▶ [What to do]
Copy, exactly and without additions, every line in the records below from the one holding "assert_eq!(scaler.std_dev, 0.0);" through the one holding "let encoder = CategoryEncoder::fit(&catalog());", both ends included.

Collected data
// 💾 Model Persistence - Four independent artifacts under one directory
//
//   similarity_matrix.json   N×N cosine scores
//   prediction_model.json    random forest
//   price_scaler.json        mean / std_dev
//   category_features.csv    one-hot column order
//
// Reloading is only valid for the catalog the models were trained on.

use crate::catalog::Catalog;
use crate::features::{CategoryEncoder, FeatureBuilder, PriceScaler};
use crate::predictor::{RandomForest, SatisfactionPredictor};
use crate::recommender::Recommender;
use crate::similarity::SimilarityIndex;
use anyhow::{bail, ensure, Context, Result};
use serde::de::DeserializeOwned;
use serde::Serialize;
use std::fs::{self, File};
use std::io::{BufReader, BufWriter, Write};
use std::path::Path;
use tempfile::NamedTempFile;

pub const SIMILARITY_MATRIX_FILE: &str = "similarity_matrix.json";
pub const PREDICTION_MODEL_FILE: &str = "prediction_model.json";
pub const PRICE_SCALER_FILE: &str = "price_scaler.json";
pub const CATEGORY_FEATURES_FILE: &str = "category_features.csv";

/// Models restored from disk, ready for `Recommender::with_models`
pub struct SavedModels {
    pub features: FeatureBuilder,
    pub index: SimilarityIndex,
    pub predictor: SatisfactionPredictor,
}

// ============================================================================
// SAVE
// ============================================================================

pub fn save_models(recommender: &Recommender, dir: &Path) -> Result<()> {
    let (Some(index), Some(predictor)) = (recommender.index(), recommender.predictor()) else {
        bail!("Models are not trained. Train them before saving.");
    };

    fs::create_dir_all(dir)
        .with_context(|| format!("Failed to create model directory: {}", dir.display()))?;

    write_json(&dir.join(SIMILARITY_MATRIX_FILE), &index.matrix())?;
    write_json(&dir.join(PREDICTION_MODEL_FILE), predictor.forest())?;
    write_json(&dir.join(PRICE_SCALER_FILE), recommender.features().scaler())?;
    write_categories(
        &dir.join(CATEGORY_FEATURES_FILE),
        recommender.features().encoder().categories(),
    )?;

    tracing::info!(path = %dir.display(), "models saved");
    Ok(())
}

/// Write through a temp file in the same directory, then rename into place
fn persist_atomically(path: &Path, write: impl FnOnce(&mut BufWriter<&NamedTempFile>) -> Result<()>) -> Result<()> {
    let parent_dir = path.parent().unwrap_or_else(|| Path::new("."));
    let temp_file = NamedTempFile::new_in(parent_dir)?;

    {
        let mut writer = BufWriter::new(&temp_file);
        write(&mut writer)?;
        writer.flush()?;
    }

    temp_file
        .persist(path)
        .with_context(|| format!("Failed to write {}", path.display()))?;
    Ok(())
}

fn write_json<T: Serialize + ?Sized>(path: &Path, value: &T) -> Result<()> {
    persist_atomically(path, |writer| {
        serde_json::to_writer(writer, value).context("Failed to serialize model artifact")
    })
}

fn write_categories(path: &Path, categories: &[String]) -> Result<()> {
    persist_atomically(path, |writer| {
        let mut csv_writer = csv::Writer::from_writer(writer);
        csv_writer.write_record(["category"])?;
        for category in categories {
            csv_writer.write_record([category])?;
        }
        csv_writer.flush()?;
        Ok(())
    })
}

// ============================================================================
// LOAD
// ============================================================================

/// Load all four artifacts. `Ok(None)` when the directory does not exist.
pub fn load_models(catalog: &Catalog, dir: &Path) -> Result<Option<SavedModels>> {
    if !dir.exists() {
        tracing::warn!(path = %dir.display(), "model path does not exist; models need to be trained first");
        return Ok(None);
    }

    let matrix: Vec<Vec<f64>> = read_json(&dir.join(SIMILARITY_MATRIX_FILE))?;
    let forest: RandomForest = read_json(&dir.join(PREDICTION_MODEL_FILE))?;
    let scaler: PriceScaler = read_json(&dir.join(PRICE_SCALER_FILE))?;
    let categories = read_categories(&dir.join(CATEGORY_FEATURES_FILE))?;

    let expected = CategoryEncoder::fit(catalog);
    ensure!(
        expected.categories() == categories.as_slice(),
        "Saved category features do not match the catalog; retrain the models"
    );

    let index = SimilarityIndex::from_matrix(matrix, catalog)?;

    tracing::info!(path = %dir.display(), "models loaded");
    Ok(Some(SavedModels {
        features: FeatureBuilder::from_parts(CategoryEncoder::from_categories(categories), scaler),
        index,
        predictor: SatisfactionPredictor::from_forest(forest),
    }))
}

/// Load saved models into a ready recommender, or `None` if nothing was saved
pub fn load_recommender(catalog: Catalog, dir: &Path) -> Result<Option<Recommender>> {
    Ok(load_models(&catalog, dir)?
        .map(|saved| Recommender::with_models(catalog, saved.features, saved.index, saved.predictor)))
}

fn read_json<T: DeserializeOwned>(path: &Path) -> Result<T> {
    let file = File::open(path).with_context(|| format!("Failed to open {}", path.display()))?;
    serde_json::from_reader(BufReader::new(file))
        .with_context(|| format!("Failed to parse {}", path.display()))
}

fn read_categories(path: &Path) -> Result<Vec<String>> {
    let mut rdr = csv::Reader::from_path(path)
        .with_context(|| format!("Failed to open {}", path.display()))?;

    let mut categories = Vec::new();
    for record in rdr.records() {
        let record = record.context("Failed to read category feature")?;
        categories.push(record.get(0).unwrap_or("").to_string());
    }
    Ok(categories)
}

// ============================================================================
// TESTS
// ============================================================================
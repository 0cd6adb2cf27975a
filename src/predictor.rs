// 🌲 Satisfaction Predictor - Random forest regression
// (price, one-hot category) → predicted rating, trained once over the catalog
//
// Only products already in the catalog can be scored: their feature row is
// rebuilt from the stored record. Scoring unseen products is not supported.

use crate::catalog::Catalog;
use crate::error::{RecommendError, RecommendResult};
use crate::features::FeatureBuilder;
use rand::rngs::StdRng;
use rand::{Rng, SeedableRng};
use serde::{Deserialize, Serialize};

// ============================================================================
// CONFIGURATION
// ============================================================================

#[derive(Debug, Clone, Copy, PartialEq, Serialize, Deserialize)]
pub struct ForestConfig {
    pub n_trees: usize,
    pub seed: u64,
    /// Nodes with fewer samples become leaves
    pub min_samples_split: usize,
    /// `None` grows until leaves are pure
    pub max_depth: Option<usize>,
}

impl Default for ForestConfig {
    fn default() -> Self {
        ForestConfig {
            n_trees: 100,
            seed: 42,
            min_samples_split: 2,
            max_depth: None,
        }
    }
}

// ============================================================================
// REGRESSION TREE
// ============================================================================

/// Flat node storage; children are indices into `RegressionTree::nodes`
#[derive(Debug, Clone, PartialEq, Serialize, Deserialize)]
enum Node {
    Leaf {
        value: f64,
    },
    Split {
        feature: usize,
        threshold: f64,
        left: usize,
        right: usize,
    },
}

#[derive(Debug, Clone, PartialEq, Serialize, Deserialize)]
pub struct RegressionTree {
    nodes: Vec<Node>,
}

/// (node index, rows reaching it, depth)
type PendingNode = (usize, Vec<usize>, usize);

struct SplitCandidate {
    feature: usize,
    threshold: f64,
    sse: f64,
}

impl RegressionTree {
    /// Fit on the rows selected by `sample` (may contain repeats).
    /// Nodes are grown from an explicit work list, so tree depth never
    /// touches the call stack.
    pub fn fit(x: &[Vec<f64>], y: &[f64], sample: Vec<usize>, config: &ForestConfig) -> Self {
        let mut tree = RegressionTree {
            nodes: vec![Node::Leaf { value: 0.0 }],
        };
        let mut pending = vec![(0usize, sample, 0usize)];

        while let Some((index, sample, depth)) = pending.pop() {
            if let Some((left, right)) = tree.grow_node(x, y, index, sample, depth, config) {
                pending.push(right);
                pending.push(left);
            }
        }

        tree
    }

    pub fn predict(&self, row: &[f64]) -> f64 {
        let mut index = 0;
        loop {
            match &self.nodes[index] {
                Node::Leaf { value } => return *value,
                Node::Split { feature, threshold, left, right } => {
                    index = if row[*feature] <= *threshold { *left } else { *right };
                }
            }
        }
    }

    pub fn node_count(&self) -> usize {
        self.nodes.len()
    }

    /// Settle the node at `index`. A split allocates both children and
    /// returns their pending work.
    fn grow_node(
        &mut self,
        x: &[Vec<f64>],
        y: &[f64],
        index: usize,
        sample: Vec<usize>,
        depth: usize,
        config: &ForestConfig,
    ) -> Option<(PendingNode, PendingNode)> {
        let mean = sample.iter().map(|&i| y[i]).sum::<f64>() / sample.len() as f64;
        self.nodes[index] = Node::Leaf { value: mean };

        let depth_reached = config.max_depth.map_or(false, |max| depth >= max);
        let pure = sample.iter().all(|&i| y[i] == y[sample[0]]);
        if sample.len() < config.min_samples_split || depth_reached || pure {
            return None;
        }

        let split = best_split(x, y, &sample)?;

        let (left_sample, right_sample): (Vec<usize>, Vec<usize>) = sample
            .into_iter()
            .partition(|&i| x[i][split.feature] <= split.threshold);

        let left = self.nodes.len();
        let right = left + 1;
        self.nodes.push(Node::Leaf { value: mean });
        self.nodes.push(Node::Leaf { value: mean });

        self.nodes[index] = Node::Split {
            feature: split.feature,
            threshold: split.threshold,
            left,
            right,
        };

        Some(((left, left_sample, depth + 1), (right, right_sample, depth + 1)))
    }
}

/// Lowest summed squared error over all features and cut points.
/// Earlier features and lower thresholds win ties.
fn best_split(x: &[Vec<f64>], y: &[f64], sample: &[usize]) -> Option<SplitCandidate> {
    let n_features = x[sample[0]].len();
    let n = sample.len() as f64;
    let total_sum: f64 = sample.iter().map(|&i| y[i]).sum();
    let total_sq: f64 = sample.iter().map(|&i| y[i] * y[i]).sum();

    let mut best: Option<SplitCandidate> = None;

    for feature in 0..n_features {
        let mut pairs: Vec<(f64, f64)> = sample.iter().map(|&i| (x[i][feature], y[i])).collect();
        pairs.sort_by(|a, b| a.0.total_cmp(&b.0));

        let mut left_sum = 0.0;
        let mut left_sq = 0.0;

        for k in 0..pairs.len() - 1 {
            left_sum += pairs[k].1;
            left_sq += pairs[k].1 * pairs[k].1;

            if pairs[k].0 == pairs[k + 1].0 {
                continue;
            }

            let left_n = (k + 1) as f64;
            let right_n = n - left_n;
            let right_sum = total_sum - left_sum;
            let right_sq = total_sq - left_sq;

            let sse = (left_sq - left_sum * left_sum / left_n) + (right_sq - right_sum * right_sum / right_n);

            if best.as_ref().map_or(true, |b| sse < b.sse) {
                best = Some(SplitCandidate {
                    feature,
                    threshold: (pairs[k].0 + pairs[k + 1].0) / 2.0,
                    sse,
                });
            }
        }
    }

    best
}

// ============================================================================
// RANDOM FOREST
// ============================================================================

/// Bagged regression trees; prediction is the mean of all trees
#[derive(Debug, Clone, PartialEq, Serialize, Deserialize)]
pub struct RandomForest {
    trees: Vec<RegressionTree>,
    config: ForestConfig,
}

impl RandomForest {
    pub fn fit(x: &[Vec<f64>], y: &[f64], config: ForestConfig) -> Self {
        let n = y.len();
        let mut rng = StdRng::seed_from_u64(config.seed);

        let trees = if n == 0 {
            Vec::new()
        } else {
            (0..config.n_trees.max(1))
                .map(|_| {
                    let sample: Vec<usize> = (0..n).map(|_| rng.gen_range(0..n)).collect();
                    RegressionTree::fit(x, y, sample, &config)
                })
                .collect()
        };

        RandomForest { trees, config }
    }

    pub fn predict(&self, row: &[f64]) -> f64 {
        if self.trees.is_empty() {
            return 0.0;
        }
        self.trees.iter().map(|tree| tree.predict(row)).sum::<f64>() / self.trees.len() as f64
    }

    pub fn tree_count(&self) -> usize {
        self.trees.len()
    }

    pub fn config(&self) -> &ForestConfig {
        &self.config
    }
}

// ============================================================================
// SATISFACTION PREDICTOR
// ============================================================================

#[derive(Debug, Clone)]
pub struct SatisfactionPredictor {
    forest: RandomForest,
}

impl SatisfactionPredictor {
    pub fn train(catalog: &Catalog, features: &FeatureBuilder, config: ForestConfig) -> Self {
        let x = features.predictor_matrix(catalog);
        let y: Vec<f64> = catalog.products().iter().map(|p| p.rating).collect();

        let forest = RandomForest::fit(&x, &y, config);
        tracing::info!(trees = forest.tree_count(), rows = y.len(), "satisfaction predictor trained");

        SatisfactionPredictor { forest }
    }

    pub fn from_forest(forest: RandomForest) -> Self {
        SatisfactionPredictor { forest }
    }

    pub fn forest(&self) -> &RandomForest {
        &self.forest
    }

    /// Predicted rating for a product already in the catalog
    pub fn predict(&self, catalog: &Catalog, features: &FeatureBuilder, product_id: &str) -> RecommendResult<f64> {
        let product = catalog
            .get(product_id)
            .ok_or_else(|| RecommendError::NotFound(product_id.to_string()))?;

        Ok(self.forest.predict(&features.predictor_vector(product)))
    }
}

// ============================================================================
// TESTS
// ============================================================================
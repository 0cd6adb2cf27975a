// 🧮 Feature Builder - Numeric vectors per catalog product
//
// Similarity vector: [one-hot category] + [z-scored price] + [raw rating]
// Predictor vector:  [raw price] + [one-hot category]
//
// The predictor deliberately sees the unscaled price.

use crate::catalog::{Catalog, Product};
use serde::{Deserialize, Serialize};

// ============================================================================
// PRICE SCALER
// ============================================================================

/// Z-score scaler fitted once over the whole catalog, never refit
#[derive(Debug, Clone, PartialEq, Serialize, Deserialize)]
pub struct PriceScaler {
    pub mean: f64,
    /// Population standard deviation
    pub std_dev: f64,
}

impl PriceScaler {
    pub fn fit(prices: &[f64]) -> Self {
        if prices.is_empty() {
            return PriceScaler { mean: 0.0, std_dev: 1.0 };
        }

        let n = prices.len() as f64;
        let mean = prices.iter().sum::<f64>() / n;
        let variance = prices.iter().map(|p| (p - mean).powi(2)).sum::<f64>() / n;

        PriceScaler {
            mean,
            std_dev: variance.sqrt(),
        }
    }

    /// Constant prices have no spread; they are centered but not scaled.
    pub fn transform(&self, price: f64) -> f64 {
        let scale = if self.std_dev > 0.0 { self.std_dev } else { 1.0 };
        (price - self.mean) / scale
    }
}

// ============================================================================
// CATEGORY ENCODER
// ============================================================================

/// One-hot columns in first-seen order
#[derive(Debug, Clone, PartialEq)]
pub struct CategoryEncoder {
    categories: Vec<String>,
}

impl CategoryEncoder {
    pub fn fit(catalog: &Catalog) -> Self {
        let mut categories: Vec<String> = Vec::new();
        for product in catalog.products() {
            if !categories.contains(&product.category) {
                categories.push(product.category.clone());
            }
        }
        CategoryEncoder { categories }
    }

    pub fn from_categories(categories: Vec<String>) -> Self {
        CategoryEncoder { categories }
    }

    pub fn categories(&self) -> &[String] {
        &self.categories
    }

    pub fn width(&self) -> usize {
        self.categories.len()
    }

    /// Unknown categories encode as all zeros
    pub fn encode(&self, category: &str) -> Vec<f64> {
        self.categories
            .iter()
            .map(|c| if c == category { 1.0 } else { 0.0 })
            .collect()
    }
}

// ============================================================================
// FEATURE BUILDER
// ============================================================================

/// Fitted encoder + scaler, reused for every later lookup
#[derive(Debug, Clone)]
pub struct FeatureBuilder {
    encoder: CategoryEncoder,
    scaler: PriceScaler,
}

impl FeatureBuilder {
    pub fn fit(catalog: &Catalog) -> Self {
        let prices: Vec<f64> = catalog.products().iter().map(|p| p.price).collect();

        FeatureBuilder {
            encoder: CategoryEncoder::fit(catalog),
            scaler: PriceScaler::fit(&prices),
        }
    }

    /// Rebuild from persisted parts
    pub fn from_parts(encoder: CategoryEncoder, scaler: PriceScaler) -> Self {
        FeatureBuilder { encoder, scaler }
    }

    pub fn encoder(&self) -> &CategoryEncoder {
        &self.encoder
    }

    pub fn scaler(&self) -> &PriceScaler {
        &self.scaler
    }

    pub fn similarity_vector(&self, product: &Product) -> Vec<f64> {
        let mut vector = self.encoder.encode(&product.category);
        vector.push(self.scaler.transform(product.price));
        vector.push(product.rating);
        vector
    }

    pub fn predictor_vector(&self, product: &Product) -> Vec<f64> {
        let mut vector = Vec::with_capacity(self.encoder.width() + 1);
        vector.push(product.price);
        vector.extend(self.encoder.encode(&product.category));
        vector
    }

    pub fn similarity_matrix(&self, catalog: &Catalog) -> Vec<Vec<f64>> {
        catalog.products().iter().map(|p| self.similarity_vector(p)).collect()
    }

    pub fn predictor_matrix(&self, catalog: &Catalog) -> Vec<Vec<f64>> {
        catalog.products().iter().map(|p| self.predictor_vector(p)).collect()
    }
}

// ============================================================================
// TESTS
// ============================================================================

#[cfg(test)]
mod tests {
    use super::*;

    fn catalog() -> Catalog {
        Catalog::from_products(vec![
            Product::new("S1", "Chips", "Snacks", 10.0, 4.0),
            Product::new("B1", "Tea", "Beverages", 20.0, 3.0),
            Product::new("S2", "Nuts", "Snacks", 30.0, 5.0),
        ])
        .unwrap()
    }

    #[test]
    fn test_scaler_fit() {
        let scaler = PriceScaler::fit(&[10.0, 20.0, 30.0]);

        assert_eq!(scaler.mean, 20.0);
        assert!((scaler.std_dev - (200.0f64 / 3.0).sqrt()).abs() < 1e-12);
        assert_eq!(scaler.transform(20.0), 0.0);
        assert!(scaler.transform(30.0) > 1.22 && scaler.transform(30.0) < 1.23);
    }

    #[test]
    fn test_scaler_constant_prices() {
        let scaler = PriceScaler::fit(&[5.0, 5.0]);

        assert_eq!(scaler.std_dev, 0.0);
        assert_eq!(scaler.transform(5.0), 0.0);
        assert_eq!(scaler.transform(7.0), 2.0);
    }

    #[test]
    fn test_categories_first_seen_order() {
        let encoder = CategoryEncoder::fit(&catalog());

        assert_eq!(encoder.categories(), &["Snacks".to_string(), "Beverages".to_string()]);
        assert_eq!(encoder.encode("Beverages"), vec![0.0, 1.0]);
        assert_eq!(encoder.encode("Pharmacy"), vec![0.0, 0.0]);
    }

    #[test]
    fn test_vectors() {
        let catalog = catalog();
        let builder = FeatureBuilder::fit(&catalog);
        let tea = catalog.get("B1").unwrap();

        assert_eq!(builder.similarity_vector(tea), vec![0.0, 1.0, 0.0, 3.0]);
        assert_eq!(builder.predictor_vector(tea), vec![20.0, 0.0, 1.0]);
        assert_eq!(builder.similarity_matrix(&catalog).len(), 3);
        assert_eq!(builder.predictor_matrix(&catalog)[2], vec![30.0, 1.0, 0.0]);
    }
}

▶ [Expected answer]
        assert_eq!(scaler.std_dev, 0.0);
        assert_eq!(scaler.transform(5.0), 0.0);
        assert_eq!(scaler.transform(7.0), 2.0);
    }

    #[test]
    fn test_categories_first_seen_order() {
        let encoder = CategoryEncoder::fit(&catalog());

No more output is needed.